This leads us to discuss a key feature of Mao’s protracted people’s war approach to warfare — the incentives which led to the war in the first place and the means with which this war was to be conducted with were largely intangible in nature, and Mao recognised this nature of theirs. This means that: continuing with the conflict resolution analysis, there was no room for compromise over the reasons for which the communists (driven by ideology and unwilling to concede or share power with their ideologically sworn enemies) were fighting8; and that militarily Mao counted on leveraging those intangible sentiments and resources (which E.L. Katzenbach Jr. outlined as space, time, and will) — which were for a long time the only ones he could resort to — to achieve a victory.9
Though the strategy employed by Mao, which eventually led to his victory, has been replicated in several conflicts (there are currently maoist and other communist insurgencies following the general principles laid out in Mao’s writings in India,10 for instance) but the canonical second example of a protracted people’s war strategy being employed is that of the Indochina wars, with a particular focus on the Vietnam War.
Whereas Mao had found trouble in applying his findings on strategy in the Korean War,11 which took tones more akin to western industrialised warfare with positional fighting, being a much more internationalised conflict with a lesser emphasis on its internal components, and having been fought in a much more constrained and limited geographical space, Vietnam’s prolonged conflict allowed the communists a great expanse from which to operate. Much like in China, Vietnam’s war was conducted from various bases of operation where the North Vietnamese Army (which controlled the entire northern half of the country and functioned with the backing of an established North Vietnamese communist state) and Viet Cong (the guerrilla component which operated across the south and neighbouring states with high mobility and politically engaging the residents of its area of operations).
Like in China, the government’s forces controlled a large territory but (as it appears to be the case in many a guerrilla war) “the more the enemy holds, the more he has to defend and the broader the insurgent area.
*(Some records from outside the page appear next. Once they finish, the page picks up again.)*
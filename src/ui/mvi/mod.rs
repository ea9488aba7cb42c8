//! Model-View-Intent (MVI) architecture primitives.
//!
//! This module provides base traits for implementing unidirectional
//! data flow in the UI layer.
//!
//! # Architecture
//!
//! ```text
//! Intent ──→ Reducer ──→ (State, Option<Effect>) ──→ View
//!    ↑                              │
//!    └── completion intent ─────────┘
//! ```
//!
//! - **State**: Immutable representation of UI state
//! - **Intent**: User actions or system events
//! - **Effect**: Description of an asynchronous side effect whose result
//!   re-enters the system as a new intent
//! - **Reducer**: Pure function that transforms state based on intents

mod effect;
mod intent;
mod reducer;
mod state;

pub use effect::Effect;
pub use intent::Intent;
pub use reducer::Reducer;
pub use state::UiState;
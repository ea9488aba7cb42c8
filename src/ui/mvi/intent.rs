//! Base trait for intents (user/system actions) in MVI architecture.

/// Marker trait for intent objects.
///
/// Intents represent:
/// - User actions (key presses, field edits)
/// - System events (fetch completions, timers)
///
/// Intents are processed by reducers to produce new states.
pub trait Intent: Send + 'static {}
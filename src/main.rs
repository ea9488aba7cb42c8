use numstep::logging;
use numstep::ui;

fn main() -> anyhow::Result<()> {
    logging::init_tracing();

    // The main loop is synchronous; tokio only hosts quote fetch tasks.
    let runtime = tokio::runtime::Builder::new_multi_thread()
        .enable_all()
        .build()?;

    ui::runtime::run(runtime.handle().clone())
}
//! Base trait for UI state in MVI architecture.

/// Marker trait for UI state objects.
///
/// A state is the single record a reducer transforms and a view renders —
/// for this app, the counter's value, pending input, alert flag, and last
/// quote. States should be:
/// - Owned and passed by value through the reducer (never ambient globals)
/// - Self-contained (everything the view needs to draw the screen)
/// - Comparable (PartialEq for detecting changes)
/// - `Default` for the application-start record
pub trait UiState: Clone + PartialEq + Default + Send + 'static {}
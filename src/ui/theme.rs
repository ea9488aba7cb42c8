use ratatui::style::Color;

pub const GLOBAL_BORDER: Color = Color::Rgb(0x40, 0x40, 0x40);
pub const HEADER_TEXT: Color = Color::Rgb(0xe5, 0xe5, 0xe5);
pub const HEADER_SEPARATOR: Color = Color::Rgb(0x6b, 0x72, 0x80);
pub const POPUP_BORDER: Color = Color::Rgb(0xe5, 0xe5, 0xe5);
pub const VALUE_ACCENT: Color = Color::Rgb(0x22, 0xc5, 0x5e);
pub const ALERT_TEXT: Color = Color::Rgb(0xef, 0x44, 0x44);
pub const INPUT_TEXT: Color = Color::Rgb(0xfa, 0xfa, 0xf9);
//! Intents and effects for the counter.

use crate::ui::mvi::{Effect, Intent};

/// Intents dispatched to the counter reducer.
#[derive(Debug, Clone, PartialEq)]
pub enum CounterIntent {
    /// The initial-value text field changed. Carries the full new text.
    InputChanged(String),

    /// Step the value up by one, clamping at the upper bound.
    Increment,

    /// Step the value down by one, clamping at the lower bound.
    Decrement,

    /// The "Limit reached." alert was dismissed.
    AlertDismissed,

    /// User asked for a trivia sentence about the current value.
    QuoteRequested,

    /// A quote fetch finished. Errors arrive stringified; the reducer only
    /// cares whether the fetch succeeded.
    QuoteFetched(Result<String, String>),
}

impl Intent for CounterIntent {}

/// Side effects the counter reducer can ask the caller to perform.
#[derive(Debug, Clone, PartialEq, Eq)]
pub enum CounterEffect {
    /// Fetch a trivia sentence for `number`. The number is snapshotted at
    /// dispatch time, so later value changes never affect an in-flight fetch.
    FetchQuote { number: i64 },
}

impl Effect for CounterEffect {}
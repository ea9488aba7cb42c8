pub mod logging;
pub mod quote;
pub mod ui;
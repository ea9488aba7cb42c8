use std::time::Duration;

use tracing::info;

use crate::quote::{QuoteClient, QuoteFetcher};
use crate::ui::app::App;
use crate::ui::counter::CounterIntent;
use crate::ui::events::{AppEvent, EventHandler};
use crate::ui::input::handle_key;
use crate::ui::render::draw;
use crate::ui::terminal_guard::setup_terminal;

pub fn run(handle: tokio::runtime::Handle) -> anyhow::Result<()> {
    let (mut terminal, guard) = setup_terminal()?;
    let tick_rate = Duration::from_millis(250);
    let events = EventHandler::new(tick_rate);
    let client = QuoteClient::new()?;
    let quotes = QuoteFetcher::new(handle, client, events.sender());
    let mut app = App::new(quotes);
    info!("numstep started");

    loop {
        terminal.draw(|frame| draw(frame, &app))?;
        if app.should_quit() {
            break;
        }

        match events.next(tick_rate) {
            Ok(AppEvent::Key(key)) => handle_key(&mut app, key),
            Ok(AppEvent::Quote(result)) => app.dispatch(CounterIntent::QuoteFetched(result)),
            Ok(AppEvent::Tick) => {}
            // Redraw on the next loop pass picks up the new size.
            Ok(AppEvent::Resize(_, _)) => {}
            Err(std::sync::mpsc::RecvTimeoutError::Timeout) => {}
            Err(std::sync::mpsc::RecvTimeoutError::Disconnected) => break,
        }
    }

    drop(guard);
    Ok(())
}
use ratatui::style::Style;
use ratatui::text::{Line, Span};
use ratatui::widgets::{Block, Borders, Paragraph};

use crate::ui::counter::{CounterState, LOWER_LIMIT, UPPER_LIMIT};
use crate::ui::theme::{GLOBAL_BORDER, HEADER_SEPARATOR, HEADER_TEXT, VALUE_ACCENT};

pub struct Header;

impl Header {
    pub fn new() -> Self {
        Self
    }

    pub fn widget(&self, state: &CounterState) -> Paragraph<'static> {
        let text_style = Style::default().fg(HEADER_TEXT);
        let separator_style = Style::default().fg(HEADER_SEPARATOR);
        let value_style = Style::default().fg(VALUE_ACCENT);
        let line = Line::from(vec![
            Span::styled("  numstep", text_style),
            Span::styled("  │  ", separator_style),
            Span::styled(format!("range {}..{}", LOWER_LIMIT, UPPER_LIMIT), text_style),
            Span::styled("  │  ", separator_style),
            Span::styled(format!("value {}", state.value), value_style),
        ]);

        Paragraph::new(line).block(
            Block::default()
                .borders(Borders::TOP | Borders::BOTTOM)
                .border_style(Style::default().fg(GLOBAL_BORDER)),
        )
    }
}

impl Default for Header {
    fn default() -> Self {
        Self::new()
    }
}
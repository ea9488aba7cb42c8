use crossterm::event::{KeyCode, KeyEvent, KeyEventKind, KeyModifiers};

use crate::ui::app::App;
use crate::ui::counter::{CounterIntent, CounterState};

pub fn handle_key(app: &mut App, key: KeyEvent) {
    if key.kind != KeyEventKind::Press {
        return;
    }

    if is_ctrl_char(key, 'q') {
        app.request_quit();
        return;
    }

    if let Some(intent) = intent_for_key(key, app.counter()) {
        app.dispatch(intent);
    }
}

/// Map a key press to a counter intent, given the current state.
///
/// Text editing is resolved here: the view owns the keystroke-to-string
/// translation and the reducer only ever sees the full new field text.
pub fn intent_for_key(key: KeyEvent, state: &CounterState) -> Option<CounterIntent> {
    if is_ctrl_char(key, 'g') {
        return Some(CounterIntent::QuoteRequested);
    }

    match key.code {
        KeyCode::Up | KeyCode::Char('+') => Some(CounterIntent::Increment),
        // On an empty field, '-' starts a negative initial value; with text
        // present (or via the arrow) it steps the counter down.
        KeyCode::Char('-') if state.pending_input.is_empty() => {
            Some(CounterIntent::InputChanged("-".to_string()))
        }
        KeyCode::Down | KeyCode::Char('-') => Some(CounterIntent::Decrement),
        KeyCode::Enter | KeyCode::Esc if state.limit_reached => {
            Some(CounterIntent::AlertDismissed)
        }
        KeyCode::Backspace => {
            let mut text = state.pending_input.clone();
            text.pop();
            Some(CounterIntent::InputChanged(text))
        }
        KeyCode::Char(ch) if !key.modifiers.contains(KeyModifiers::CONTROL) => {
            let mut text = state.pending_input.clone();
            text.push(ch);
            Some(CounterIntent::InputChanged(text))
        }
        _ => None,
    }
}

fn is_ctrl_char(key: KeyEvent, needle: char) -> bool {
    matches!(key.code, KeyCode::Char(ch) if ch.eq_ignore_ascii_case(&needle))
        && key.modifiers.contains(KeyModifiers::CONTROL)
}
Yet, on the other hand, the more the insurgent fights and wins, the more he has with which to fight and to win — in arms, in manpower, in material resources. Thus the objectives of the government and of the insurgent must be diametrically opposed. The army seeks to end the war as quickly as possible, in order to minimise its losses; the insurgent seeks to prolong it, since he has everything to gain by it.”12 And such was the case in Vietnam, as the war lasted for 20 years and ended with a communist victory.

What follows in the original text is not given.